Standard Chartered Lowers Ethereum Price Target To $4,000: Here’s Why A Coinbase Blockchain Is To Blame

March 17, 2025

Standard Chartered on Monday called for the taxation of excess profits earned by Layer-2 blockchains operating on Ethereum ETH/USD, warning that without such measures, Ethereum’s decline relative to Bitcoin will likely continue.

The recommendation, part of a detailed research note released on Monday, argues that Layer-2 networks—particularly Base—are extracting substantial value from Ethereum without contributing proportionally to its ecosystem.

What Happened: Geoffrey Kendrick, the bank’s Global Head of Digital Assets Research, compared the unchecked profitability of these secondary blockchains to foreign mining companies that face windfall taxes.

“The solution would be to tax Layer 2 super-profits in the same way governments sometimes charge super taxes for foreign-owned mining companies that extract excess profits,” Kendrick stated.

According to the report, Ethereum’s market cap has suffered significantly from the rise of Base, a Layer-2 blockchain developed by Coinbase COIN.

The research estimates that Base alone has drained approximately $50 billion in value from Ethereum’s market capitalization.

The loss is attributed to Base retaining the majority of its fee revenue—estimated at 80%—and redirecting it to Coinbase, while only a fraction goes back to the Ethereum network for Layer-1 settlements.

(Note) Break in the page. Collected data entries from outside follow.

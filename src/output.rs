/// How a filter session ended
#[derive(Debug, Clone, PartialEq, Eq)]
pub enum Outcome {
    /// The user submitted; holds the chosen texts, possibly none
    Submitted(Vec<String>),
    /// The user quit without choosing
    QuitEmpty,
    /// The session was interrupted
    Aborted,
}

impl Outcome {
    /// Exit code the command line tool reports for this outcome
    pub fn exit_code(&self) -> i32 {
        match self {
            Outcome::Submitted(items) if !items.is_empty() => 0,
            Outcome::Submitted(_) | Outcome::QuitEmpty => 1,
            Outcome::Aborted => 130,
        }
    }

    /// Whether the session was interrupted
    pub fn is_abort(&self) -> bool {
        matches!(self, Outcome::Aborted)
    }

    /// The submitted texts, empty for any other outcome
    pub fn selected(&self) -> &[String] {
        match self {
            Outcome::Submitted(items) => items,
            _ => &[],
        }
    }
}

/// Sift's output
#[derive(Debug, Clone, PartialEq, Eq)]
pub struct FilterOutput {
    /// How the session ended
    pub outcome: Outcome,
    /// The query when the session ended
    pub query: String,
}

#[cfg(test)]
mod tests {
    use super::*;

    #[test]
    fn exit_codes() {
        assert_eq!(Outcome::Submitted(vec![String::from("a")]).exit_code(), 0);
        assert_eq!(Outcome::Submitted(vec![]).exit_code(), 1);
        assert_eq!(Outcome::QuitEmpty.exit_code(), 1);
        assert_eq!(Outcome::Aborted.exit_code(), 130);
    }

    #[test]
    fn selected_only_on_submit() {
        assert!(Outcome::QuitEmpty.selected().is_empty());
        assert_eq!(Outcome::Submitted(vec![String::from("x")]).selected(), ["x"]);
    }
}
//! Bounded multi-selection.
//!
//! Selected candidates are keyed by their text, so membership survives the
//! match list being rebuilt. Insertion order is kept for output.

use std::sync::Arc;

use indexmap::IndexSet;

use crate::item::MatchedItem;

/// Set of selected candidate texts with at most `limit` members.
///
/// With `limit <= 1` the set is inert: every mutation except
/// [`SelectionSet::deselect_all`] is a no-op.
#[derive(Debug, Clone, Default)]
pub struct SelectionSet {
    items: IndexSet<Arc<str>>,
    limit: usize,
}

impl SelectionSet {
    /// Creates an empty selection holding at most `limit` texts
    pub fn new(limit: usize) -> Self {
        Self {
            items: IndexSet::new(),
            limit,
        }
    }

    /// Maximum number of members
    pub fn limit(&self) -> usize {
        self.limit
    }

    /// Whether more than one item can be selected
    pub fn is_multi(&self) -> bool {
        self.limit > 1
    }

    /// Number of selected texts
    pub fn len(&self) -> usize {
        self.items.len()
    }

    /// Whether nothing is selected
    pub fn is_empty(&self) -> bool {
        self.items.is_empty()
    }

    /// Whether `text` is selected
    pub fn contains(&self, text: &str) -> bool {
        self.items.contains(text)
    }

    /// Removes `text` if selected, otherwise adds it when there is room.
    pub fn toggle(&mut self, text: &Arc<str>) {
        if !self.is_multi() {
            return;
        }
        if self.items.shift_remove(&**text) {
            trace!("deselected {text:?}");
        } else if self.items.len() < self.limit {
            trace!("selected {text:?}");
            self.items.insert(text.clone());
        }
    }

    /// Adds `text` if there is room. Returns whether it is a member afterwards.
    pub fn select(&mut self, text: &Arc<str>) -> bool {
        if !self.is_multi() {
            return false;
        }
        if !self.items.contains(&**text) && self.items.len() < self.limit {
            self.items.insert(text.clone());
        }
        self.items.contains(&**text)
    }

    /// Adds matches in display order until the limit is reached.
    pub fn select_all(&mut self, matches: &[MatchedItem]) {
        if !self.is_multi() {
            return;
        }
        for item in matches {
            if self.items.len() >= self.limit {
                break;
            }
            if !self.items.contains(item.text()) {
                self.items.insert(item.text.clone());
            }
        }
        debug!("select all: {} selected", self.items.len());
    }

    /// Clears the selection, whatever the limit.
    pub fn deselect_all(&mut self) {
        self.items.clear();
    }

    /// Selects all matches while the selection is smaller than both the match
    /// list and the limit, otherwise clears it.
    pub fn toggle_all(&mut self, matches: &[MatchedItem]) {
        if !self.is_multi() {
            return;
        }
        if self.items.len() < matches.len() && self.items.len() < self.limit {
            self.select_all(matches);
        } else {
            self.deselect_all();
        }
    }

    /// Selected texts in insertion order
    pub fn iter(&self) -> impl Iterator<Item = &Arc<str>> {
        self.items.iter()
    }

    /// Selected texts in insertion order, owned
    pub fn to_vec(&self) -> Vec<String> {
        self.items.iter().map(|text| text.to_string()).collect()
    }
}
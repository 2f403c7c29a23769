use std::ops::Deref;
use std::sync::Arc;

use ratatui::prelude::*;
use ratatui::widgets::Paragraph;

use crate::options::FilterOptions;
use crate::theme::ColorTheme;
use crate::tui::widget::FilterWidget;
use crate::util::str_width;

/// Single-line query field.
///
/// `cursor` is a byte offset into `value` and always sits on a char boundary.
pub struct Input {
    pub prompt: String,
    pub placeholder: String,
    pub value: String,
    cursor: usize,
    pub theme: Arc<ColorTheme>,
}

impl Default for Input {
    fn default() -> Self {
        Self {
            prompt: String::from("> "),
            placeholder: String::new(),
            value: String::new(),
            cursor: 0,
            theme: Arc::new(ColorTheme::default()),
        }
    }
}

/// Check if a character is a word character (alphanumeric only)
fn is_word_char(ch: char) -> bool {
    ch.is_alphanumeric()
}

fn is_not_whitespace(ch: char) -> bool {
    !ch.is_whitespace()
}

impl Input {
    /// Replaces the value and puts the cursor at its end
    pub fn set_value(&mut self, value: impl Into<String>) {
        self.value = value.into();
        self.cursor = self.value.len();
    }

    /// Inserts a char at the cursor
    pub fn insert(&mut self, c: char) {
        self.value.insert(self.cursor, c);
        self.cursor += c.len_utf8();
    }

    /// Inserts pasted text at the cursor, flattened to a single line
    pub fn insert_str(&mut self, s: &str) {
        let flat = s.replace("\r\n", " ").replace(['\n', '\r', '\t'], " ");
        self.value.insert_str(self.cursor, &flat);
        self.cursor += flat.len();
    }

    fn prev_boundary(&self) -> Option<usize> {
        self.value[..self.cursor].char_indices().next_back().map(|(i, _)| i)
    }

    fn next_boundary(&self) -> Option<usize> {
        self.value[self.cursor..].chars().next().map(|c| self.cursor + c.len_utf8())
    }

    /// Deletes the char before the cursor
    pub fn delete_backward(&mut self) -> Option<char> {
        let pos = self.prev_boundary()?;
        self.cursor = pos;
        Some(self.value.remove(pos))
    }

    /// Deletes the char under the cursor
    pub fn delete_forward(&mut self) -> Option<char> {
        self.next_boundary()?;
        Some(self.value.remove(self.cursor))
    }

    /// Moves one char left
    pub fn move_left(&mut self) {
        if let Some(pos) = self.prev_boundary() {
            self.cursor = pos;
        }
    }

    /// Moves one char right
    pub fn move_right(&mut self) {
        if let Some(pos) = self.next_boundary() {
            self.cursor = pos;
        }
    }

    /// Home
    pub fn move_to_start(&mut self) {
        self.cursor = 0;
    }

    /// End
    pub fn move_to_end(&mut self) {
        self.cursor = self.value.len();
    }

    /// Start of the word before the cursor: skips non-word chars, then word chars
    fn scan_backward(&self, is_word: fn(char) -> bool) -> usize {
        let mut pos = self.cursor;
        let mut chars = self.value[..self.cursor].char_indices().rev().peekable();
        while let Some((i, _)) = chars.next_if(|&(_, ch)| !is_word(ch)) {
            pos = i;
        }
        while let Some((i, _)) = chars.next_if(|&(_, ch)| is_word(ch)) {
            pos = i;
        }
        pos
    }

    /// End of the word after the cursor: skips non-word chars, then word chars
    fn scan_forward(&self, is_word: fn(char) -> bool) -> usize {
        let mut pos = self.cursor;
        let mut chars = self.value[self.cursor..].chars().peekable();
        while let Some(ch) = chars.next_if(|&ch| !is_word(ch)) {
            pos += ch.len_utf8();
        }
        while let Some(ch) = chars.next_if(|&ch| is_word(ch)) {
            pos += ch.len_utf8();
        }
        pos
    }

    fn drain_range(&mut self, start: usize, end: usize) -> String {
        let deleted: String = self.value.drain(start..end).collect();
        self.cursor = start;
        deleted
    }

    /// Jumps past the next whitespace-delimited word
    pub fn move_cursor_forward_word(&mut self) {
        self.cursor = self.scan_forward(is_not_whitespace);
    }

    /// Jumps back to the start of the previous alphanumeric word
    pub fn move_cursor_backward_word(&mut self) {
        self.cursor = self.scan_backward(is_word_char);
    }

    /// Deletes back to the previous alphanumeric word start
    pub fn delete_backward_word(&mut self) -> String {
        let start = self.scan_backward(is_word_char);
        self.drain_range(start, self.cursor)
    }

    /// Deletes back to the previous whitespace
    pub fn delete_backward_to_whitespace(&mut self) -> String {
        let start = self.scan_backward(is_not_whitespace);
        self.drain_range(start, self.cursor)
    }

    /// Deletes forward to the next alphanumeric word end
    pub fn delete_forward_word(&mut self) -> String {
        let end = self.scan_forward(is_word_char);
        self.drain_range(self.cursor, end)
    }

    /// Deletes everything before the cursor, returning it
    pub fn delete_to_beginning(&mut self) -> String {
        self.drain_range(0, self.cursor)
    }

    /// Deletes everything after the cursor, returning it
    pub fn delete_to_end(&mut self) -> String {
        self.drain_range(self.cursor, self.value.len())
    }

    /// Terminal column of the cursor, prompt included
    pub fn cursor_pos(&self) -> u16 {
        (str_width(&self.prompt) + str_width(&self.value[..self.cursor])).min(u16::MAX as usize) as u16
    }
}

impl FilterWidget for Input {
    fn from_options(options: &FilterOptions, theme: Arc<ColorTheme>) -> Self {
        let mut res = Self {
            prompt: options.prompt.clone(),
            placeholder: options.placeholder.clone(),
            theme,
            ..Default::default()
        };
        res.set_value(options.query.clone().unwrap_or_default());
        res
    }

    fn render(&mut self, area: Rect, buf: &mut Buffer) {
        let prompt_span = Span::styled(self.prompt.as_str(), self.theme.prompt);
        let value_span = if self.value.is_empty() {
            Span::styled(self.placeholder.as_str(), self.theme.placeholder)
        } else {
            Span::styled(self.value.as_str(), self.theme.query)
        };

        Paragraph::new(Line::from(vec![prompt_span, value_span]))
            .style(self.theme.normal)
            .render(area, buf);
    }
}

impl Deref for Input {
    type Target = String;

    fn deref(&self) -> &Self::Target {
        &self.value
    }
}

The report emphasizes that Ethereum’s own upgrades, including the 2022 merge to proof-of-stake and the 2024 Dencun update, have contributed to this trend.

These changes, while improving scalability and reducing fees, have also commoditized Ethereum within its own ecosystem, enabling Layer-2s to dominate revenue generation.

Also Read: Trump Administration Signals Aggressive Cost-Neutral Bitcoin Accumulation Strategy

Why It Matters: As a result, Standard Chartered has revised its Ethereum price target downwards, forecasting ETH to reach $4,000 by the end of 2025, a sharp cut from the previous $10,000 estimate.

The ETH-BTC price ratio is also expected to fall, hitting 0.015 by 2027—its lowest since early 2017.

Kendrick elaborated on the broader implications, stating, “Changes made to Ethereum over the past few years, while perhaps necessary, have been value destructive. The merge removed ETH’s unique proof-of-work status among smart contract peers, and the Layer 2 concept gave away value for free. Dencun then gave Layer 2s even more power and created super-profits for them.”

The analysis introduces the concept of blockchain “GDP” to measure value generated within Ethereum’s ecosystem, likening it to national economic output.

This metric reveals that a growing share of transaction activity—and profits—are occurring off the Ethereum mainnet, especially on Base, further supporting the case for intervention.

While other Layer-2s like Arbitrum ARB/USD and Optimism OP/USD do not extract profits externally in the same way, the report singles out Base as a source of market cap erosion.

The continued growth of Base, which accounts for the majority of new addresses among major Layer 2s, suggests that this trend could accelerate unless corrective action is taken.

Standard Chartered argues that only a proactive shift from the Ethereum Foundation—such as implementing a tax on Layer 2s—can reverse the current trajectory.

Without it, the bank sees Ethereum’s underperformance relative to Bitcoin persisting in the coming years.